» **ACTION ITEM**:
Whenever the string "cancels" turns up in a line of the data below, copy that line.

» **ENTRIES SUPPLIED**:
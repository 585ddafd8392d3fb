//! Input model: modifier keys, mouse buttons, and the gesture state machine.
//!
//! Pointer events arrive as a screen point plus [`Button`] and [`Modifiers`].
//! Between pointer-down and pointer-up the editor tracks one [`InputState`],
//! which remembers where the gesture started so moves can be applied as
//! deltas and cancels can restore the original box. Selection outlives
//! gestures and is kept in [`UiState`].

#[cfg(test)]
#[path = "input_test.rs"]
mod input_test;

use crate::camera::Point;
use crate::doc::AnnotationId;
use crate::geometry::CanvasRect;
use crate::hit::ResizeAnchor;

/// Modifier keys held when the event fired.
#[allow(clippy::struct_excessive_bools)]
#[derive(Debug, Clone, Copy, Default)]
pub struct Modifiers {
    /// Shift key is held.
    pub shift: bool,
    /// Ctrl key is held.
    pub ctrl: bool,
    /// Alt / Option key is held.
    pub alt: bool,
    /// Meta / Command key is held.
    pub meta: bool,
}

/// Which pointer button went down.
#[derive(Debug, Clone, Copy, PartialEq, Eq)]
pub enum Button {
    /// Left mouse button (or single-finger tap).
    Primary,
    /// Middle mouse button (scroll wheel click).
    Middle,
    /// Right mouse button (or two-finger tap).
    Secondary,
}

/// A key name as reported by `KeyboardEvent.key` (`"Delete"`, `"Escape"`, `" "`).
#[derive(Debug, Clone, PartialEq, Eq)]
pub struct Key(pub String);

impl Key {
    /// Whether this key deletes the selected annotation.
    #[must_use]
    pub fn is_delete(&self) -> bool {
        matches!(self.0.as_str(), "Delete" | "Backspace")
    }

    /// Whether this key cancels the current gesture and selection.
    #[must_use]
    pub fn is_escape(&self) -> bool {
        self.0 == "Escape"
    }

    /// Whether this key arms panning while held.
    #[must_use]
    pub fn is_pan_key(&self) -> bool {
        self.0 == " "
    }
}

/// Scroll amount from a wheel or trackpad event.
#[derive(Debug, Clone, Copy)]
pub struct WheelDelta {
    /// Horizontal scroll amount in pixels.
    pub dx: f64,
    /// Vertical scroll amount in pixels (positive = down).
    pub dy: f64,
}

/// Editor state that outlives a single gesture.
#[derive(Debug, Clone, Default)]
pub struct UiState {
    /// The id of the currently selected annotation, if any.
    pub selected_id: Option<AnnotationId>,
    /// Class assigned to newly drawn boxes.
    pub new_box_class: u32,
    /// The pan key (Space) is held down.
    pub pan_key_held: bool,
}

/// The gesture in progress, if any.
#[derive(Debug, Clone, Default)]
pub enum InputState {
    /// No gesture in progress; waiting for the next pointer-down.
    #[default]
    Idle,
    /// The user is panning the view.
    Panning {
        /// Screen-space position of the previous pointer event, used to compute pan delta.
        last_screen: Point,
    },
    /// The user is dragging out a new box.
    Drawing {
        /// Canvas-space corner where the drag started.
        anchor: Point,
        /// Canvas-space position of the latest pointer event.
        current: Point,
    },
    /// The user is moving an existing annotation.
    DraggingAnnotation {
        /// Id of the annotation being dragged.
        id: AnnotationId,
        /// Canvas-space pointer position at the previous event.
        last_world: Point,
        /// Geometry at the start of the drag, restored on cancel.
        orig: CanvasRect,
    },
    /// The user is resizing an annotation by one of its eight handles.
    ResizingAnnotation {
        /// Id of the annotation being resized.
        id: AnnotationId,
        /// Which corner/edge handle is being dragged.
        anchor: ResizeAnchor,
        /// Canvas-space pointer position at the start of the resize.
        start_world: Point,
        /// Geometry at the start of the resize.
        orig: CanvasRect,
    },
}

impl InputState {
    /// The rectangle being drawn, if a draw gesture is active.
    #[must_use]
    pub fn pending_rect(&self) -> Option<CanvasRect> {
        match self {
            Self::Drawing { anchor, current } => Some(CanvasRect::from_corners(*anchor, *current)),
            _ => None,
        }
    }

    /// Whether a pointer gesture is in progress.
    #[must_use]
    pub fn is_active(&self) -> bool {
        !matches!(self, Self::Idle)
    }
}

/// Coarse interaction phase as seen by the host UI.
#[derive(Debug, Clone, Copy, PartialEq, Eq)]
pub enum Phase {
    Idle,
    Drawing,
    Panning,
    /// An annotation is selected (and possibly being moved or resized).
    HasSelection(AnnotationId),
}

» **ANSWER TO THE PROBLEM**:
//! deltas and cancels can restore the original box. Selection outlives
    /// Whether this key cancels the current gesture and selection.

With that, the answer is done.